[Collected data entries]

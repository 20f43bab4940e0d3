//! Errors surfaced by the `glmx` commands.

use std::path::PathBuf;
use thiserror::Error;

/// Anything that makes a command exit with status 1.
#[derive(Debug, Error)]
pub enum CliError {
    #[error(transparent)]
    Terrain(#[from] glmx_terrain::TerrainError),

    #[error(transparent)]
    Pages(#[from] glmx_pages::PagesError),

    #[error(transparent)]
    Glm(#[from] glmx_glm::GlmError),

    /// Config file could not be read.
    #[error("Failed to read config {path}: {source}")]
    ConfigIo {
        path: PathBuf,
        #[source]
        source: std::io::Error,
    },

    /// Config file is not valid YAML for [`Config`](crate::Config).
    #[error("Invalid config {path}: {source}")]
    ConfigParse {
        path: PathBuf,
        #[source]
        source: serde_yaml::Error,
    },

    /// A config value is outside its valid range.
    #[error("Invalid config: {0}")]
    InvalidConfig(String),

    /// Writing the report failed.
    #[error("Output error: {0}")]
    Output(#[source] std::io::Error),

    #[error("JSON error: {0}")]
    Json(#[from] serde_json::Error),

    /// `--strict` validation found mismatching coefficients.
    #[error("{0} validation check(s) did not match")]
    ValidationFailed(usize),
}
//! Normal equations of the IRLS step, solved through nalgebra's Cholesky.

use crate::{GlmError, Result};
use nalgebra::{Cholesky, DMatrix, DVector, Dyn};

/// Weighted cross products XᵀWX and XᵀWz.
pub(crate) fn weighted_normal_equations(
    rows: &[Vec<f64>],
    w: &[f64],
    z: &[f64],
    p: usize,
) -> (DMatrix<f64>, DVector<f64>) {
    let x = DMatrix::from_fn(rows.len(), p, |i, j| rows[i][j]);
    let xtw = DMatrix::from_fn(p, rows.len(), |j, i| rows[i][j] * w[i]);
    let xtwx = &xtw * &x;
    let xtwz = &xtw * DVector::from_column_slice(z);
    (xtwx, xtwz)
}

/// Cholesky factor of a symmetric positive-definite matrix.
///
/// nalgebra accepts a zero pivot, so near-singular systems are caught with a
/// relative check on each pivot against the original diagonal.
pub(crate) fn factor(a: DMatrix<f64>) -> Result<Cholesky<f64, Dyn>> {
    let diag = a.diagonal();
    let chol = a.cholesky().ok_or(GlmError::Singular)?;
    let l = chol.l_dirty();
    for (j, ajj) in diag.iter().enumerate() {
        let ljj = l[(j, j)];
        if !(ljj.is_finite() && ljj * ljj > ajj.abs() * 1e-12) {
            return Err(GlmError::Singular);
        }
    }
    Ok(chol)
}

/// Solve `a x = b` for symmetric positive-definite `a`.
pub(crate) fn solve_spd(a: DMatrix<f64>, b: &DVector<f64>) -> Result<Vec<f64>> {
    Ok(factor(a)?.solve(b).iter().copied().collect())
}

/// Inverse of a symmetric positive-definite matrix.
pub(crate) fn inverse_spd(a: DMatrix<f64>) -> Result<DMatrix<f64>> {
    Ok(factor(a)?.inverse())
}

#[cfg(test)]
mod tests {
    use super::*;
    use approx::assert_relative_eq;

    #[test]
    fn test_solve_spd_system() {
        let a = DMatrix::from_row_slice(3, 3, &[4.0, 2.0, 0.6, 2.0, 5.0, 1.0, 0.6, 1.0, 3.0]);
        let expected = DVector::from_column_slice(&[1.0, -2.0, 0.5]);
        let b = &a * &expected;

        let x = solve_spd(a, &b).unwrap();
        for (got, want) in x.iter().zip(expected.iter()) {
            assert_relative_eq!(*got, *want, epsilon = 1e-12);
        }
    }

    #[test]
    fn test_inverse_of_two_by_two() {
        let a = DMatrix::from_row_slice(2, 2, &[2.0, 1.0, 1.0, 3.0]);
        let inv = inverse_spd(a).unwrap();
        assert_relative_eq!(inv[(0, 0)], 0.6, epsilon = 1e-12);
        assert_relative_eq!(inv[(0, 1)], -0.2, epsilon = 1e-12);
        assert_relative_eq!(inv[(1, 0)], -0.2, epsilon = 1e-12);
        assert_relative_eq!(inv[(1, 1)], 0.4, epsilon = 1e-12);
    }

    #[test]
    fn test_singular_matrix_rejected() {
        // Zero pivot: accepted by the factorisation itself
        let a = DMatrix::from_row_slice(2, 2, &[1.0, 2.0, 2.0, 4.0]);
        assert!(matches!(factor(a), Err(GlmError::Singular)));

        // Negative pivot
        let b = DMatrix::from_row_slice(2, 2, &[1.0, 3.0, 3.0, 4.0]);
        assert!(matches!(factor(b), Err(GlmError::Singular)));
    }

    #[test]
    fn test_normal_equations() {
        let rows = vec![vec![1.0, 2.0], vec![1.0, -1.0], vec![1.0, 0.5]];
        let (xtwx, xtwz) = weighted_normal_equations(&rows, &[1.0, 2.0, 0.5], &[1.0, 1.0, 1.0], 2);
        assert_eq!(xtwx[(0, 1)], xtwx[(1, 0)]);
        assert_relative_eq!(xtwx[(0, 0)], 3.5);
        assert_relative_eq!(xtwz[1], 2.0 - 2.0 + 0.25);
    }
}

**REQUIRED WORK**
Copy out every line in the records where the word "nalgebra" is found.

**RESPONSE TO THIS EXERCISE**
//! Normal equations of the IRLS step, solved through nalgebra's Cholesky.
use nalgebra::{Cholesky, DMatrix, DVector, Dyn};
/// nalgebra accepts a zero pivot, so near-singular systems are caught with a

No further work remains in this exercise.